EXERCISE REQUIREMENTS
After going through the data, give the number of lines that contain the word "target" as your sole answer.

SUPPLIED DATA
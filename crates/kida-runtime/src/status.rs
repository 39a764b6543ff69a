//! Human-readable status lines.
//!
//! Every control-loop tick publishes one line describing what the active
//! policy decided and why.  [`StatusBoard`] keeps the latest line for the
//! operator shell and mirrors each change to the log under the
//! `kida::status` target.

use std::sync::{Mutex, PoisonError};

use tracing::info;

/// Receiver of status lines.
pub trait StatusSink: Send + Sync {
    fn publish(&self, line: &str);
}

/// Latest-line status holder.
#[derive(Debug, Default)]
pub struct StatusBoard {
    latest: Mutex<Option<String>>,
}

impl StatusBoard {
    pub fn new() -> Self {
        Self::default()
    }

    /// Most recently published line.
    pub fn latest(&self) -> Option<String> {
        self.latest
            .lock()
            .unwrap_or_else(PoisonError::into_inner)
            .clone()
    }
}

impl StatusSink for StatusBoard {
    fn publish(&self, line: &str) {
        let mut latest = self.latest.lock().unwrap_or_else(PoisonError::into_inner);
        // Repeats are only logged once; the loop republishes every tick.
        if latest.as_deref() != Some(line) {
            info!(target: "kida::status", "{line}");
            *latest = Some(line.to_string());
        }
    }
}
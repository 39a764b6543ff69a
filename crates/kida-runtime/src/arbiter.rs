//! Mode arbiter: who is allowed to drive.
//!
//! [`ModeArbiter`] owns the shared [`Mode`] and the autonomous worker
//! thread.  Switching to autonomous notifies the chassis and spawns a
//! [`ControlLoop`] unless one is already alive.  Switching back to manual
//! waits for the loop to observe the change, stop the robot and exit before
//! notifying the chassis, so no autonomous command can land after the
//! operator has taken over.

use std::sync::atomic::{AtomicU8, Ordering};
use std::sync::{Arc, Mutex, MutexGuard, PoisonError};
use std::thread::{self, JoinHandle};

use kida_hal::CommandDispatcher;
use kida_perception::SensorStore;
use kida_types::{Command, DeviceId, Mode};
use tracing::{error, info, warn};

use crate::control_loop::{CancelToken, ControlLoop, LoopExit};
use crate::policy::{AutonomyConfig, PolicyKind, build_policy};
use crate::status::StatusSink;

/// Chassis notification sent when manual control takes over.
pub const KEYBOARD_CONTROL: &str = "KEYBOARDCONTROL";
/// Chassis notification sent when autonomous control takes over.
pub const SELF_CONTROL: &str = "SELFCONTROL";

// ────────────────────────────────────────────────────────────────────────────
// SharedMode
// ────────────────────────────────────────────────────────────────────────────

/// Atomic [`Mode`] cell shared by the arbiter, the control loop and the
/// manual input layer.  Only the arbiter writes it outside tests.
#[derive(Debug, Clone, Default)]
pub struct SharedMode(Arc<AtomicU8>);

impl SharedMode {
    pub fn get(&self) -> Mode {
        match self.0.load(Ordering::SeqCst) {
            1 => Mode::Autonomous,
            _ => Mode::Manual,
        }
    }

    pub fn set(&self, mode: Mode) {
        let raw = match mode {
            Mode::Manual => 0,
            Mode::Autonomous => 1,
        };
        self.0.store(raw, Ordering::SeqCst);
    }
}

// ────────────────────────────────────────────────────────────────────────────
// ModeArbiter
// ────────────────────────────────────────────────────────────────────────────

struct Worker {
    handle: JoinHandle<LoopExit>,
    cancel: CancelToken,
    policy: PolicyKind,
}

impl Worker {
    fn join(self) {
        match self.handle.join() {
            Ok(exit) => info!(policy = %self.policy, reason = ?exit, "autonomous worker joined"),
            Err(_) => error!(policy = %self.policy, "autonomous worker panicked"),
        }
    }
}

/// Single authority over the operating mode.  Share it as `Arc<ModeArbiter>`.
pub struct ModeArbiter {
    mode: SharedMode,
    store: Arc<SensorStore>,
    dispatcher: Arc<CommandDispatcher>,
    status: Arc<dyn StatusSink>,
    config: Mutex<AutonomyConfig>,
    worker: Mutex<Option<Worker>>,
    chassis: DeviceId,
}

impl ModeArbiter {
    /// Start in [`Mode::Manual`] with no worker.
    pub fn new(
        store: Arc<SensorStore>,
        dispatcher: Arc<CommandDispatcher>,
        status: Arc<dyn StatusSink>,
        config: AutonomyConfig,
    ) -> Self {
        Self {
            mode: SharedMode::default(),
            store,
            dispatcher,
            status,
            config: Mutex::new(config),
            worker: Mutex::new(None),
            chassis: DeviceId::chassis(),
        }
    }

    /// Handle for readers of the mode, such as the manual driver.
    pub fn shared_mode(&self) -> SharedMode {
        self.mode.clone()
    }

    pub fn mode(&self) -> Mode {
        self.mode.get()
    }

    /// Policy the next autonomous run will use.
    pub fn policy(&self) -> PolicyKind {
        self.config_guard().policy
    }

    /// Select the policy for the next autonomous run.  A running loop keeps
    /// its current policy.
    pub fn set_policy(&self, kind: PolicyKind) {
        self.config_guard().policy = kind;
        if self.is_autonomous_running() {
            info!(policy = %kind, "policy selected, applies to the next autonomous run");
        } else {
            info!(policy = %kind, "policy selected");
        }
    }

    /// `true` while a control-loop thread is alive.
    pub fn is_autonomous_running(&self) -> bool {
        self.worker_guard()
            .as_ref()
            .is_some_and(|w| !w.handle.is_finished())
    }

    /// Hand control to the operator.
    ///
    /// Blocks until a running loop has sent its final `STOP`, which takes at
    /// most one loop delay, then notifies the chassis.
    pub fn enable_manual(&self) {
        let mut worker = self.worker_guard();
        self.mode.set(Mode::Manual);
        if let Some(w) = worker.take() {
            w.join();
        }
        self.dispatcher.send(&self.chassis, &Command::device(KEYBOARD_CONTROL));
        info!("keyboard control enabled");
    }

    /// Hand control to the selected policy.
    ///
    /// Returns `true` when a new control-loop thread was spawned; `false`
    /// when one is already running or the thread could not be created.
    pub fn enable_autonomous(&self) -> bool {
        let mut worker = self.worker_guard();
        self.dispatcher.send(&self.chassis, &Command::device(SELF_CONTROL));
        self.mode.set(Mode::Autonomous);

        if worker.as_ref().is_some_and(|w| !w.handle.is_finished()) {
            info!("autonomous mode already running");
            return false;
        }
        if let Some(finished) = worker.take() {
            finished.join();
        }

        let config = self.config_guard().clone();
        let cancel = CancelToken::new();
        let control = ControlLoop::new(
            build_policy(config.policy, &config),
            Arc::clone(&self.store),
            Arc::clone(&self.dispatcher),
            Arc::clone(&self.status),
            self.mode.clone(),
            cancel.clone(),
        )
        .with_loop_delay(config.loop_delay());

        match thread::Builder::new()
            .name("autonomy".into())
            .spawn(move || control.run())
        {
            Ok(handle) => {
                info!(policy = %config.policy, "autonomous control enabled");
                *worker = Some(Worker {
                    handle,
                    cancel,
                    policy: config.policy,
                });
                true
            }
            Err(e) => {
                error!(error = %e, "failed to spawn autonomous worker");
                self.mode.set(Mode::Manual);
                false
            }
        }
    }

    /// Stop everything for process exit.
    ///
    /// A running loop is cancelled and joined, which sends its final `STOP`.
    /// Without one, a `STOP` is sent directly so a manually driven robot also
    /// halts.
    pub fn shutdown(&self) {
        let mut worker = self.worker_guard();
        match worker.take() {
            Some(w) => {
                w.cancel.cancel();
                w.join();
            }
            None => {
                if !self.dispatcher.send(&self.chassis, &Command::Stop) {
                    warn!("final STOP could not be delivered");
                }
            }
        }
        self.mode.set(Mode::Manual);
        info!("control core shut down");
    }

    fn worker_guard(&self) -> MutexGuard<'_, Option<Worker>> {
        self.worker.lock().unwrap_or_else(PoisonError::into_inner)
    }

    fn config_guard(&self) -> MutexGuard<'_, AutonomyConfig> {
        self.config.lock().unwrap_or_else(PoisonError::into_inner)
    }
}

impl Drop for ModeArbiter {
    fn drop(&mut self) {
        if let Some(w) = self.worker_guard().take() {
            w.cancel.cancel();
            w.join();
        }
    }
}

ANSWER
2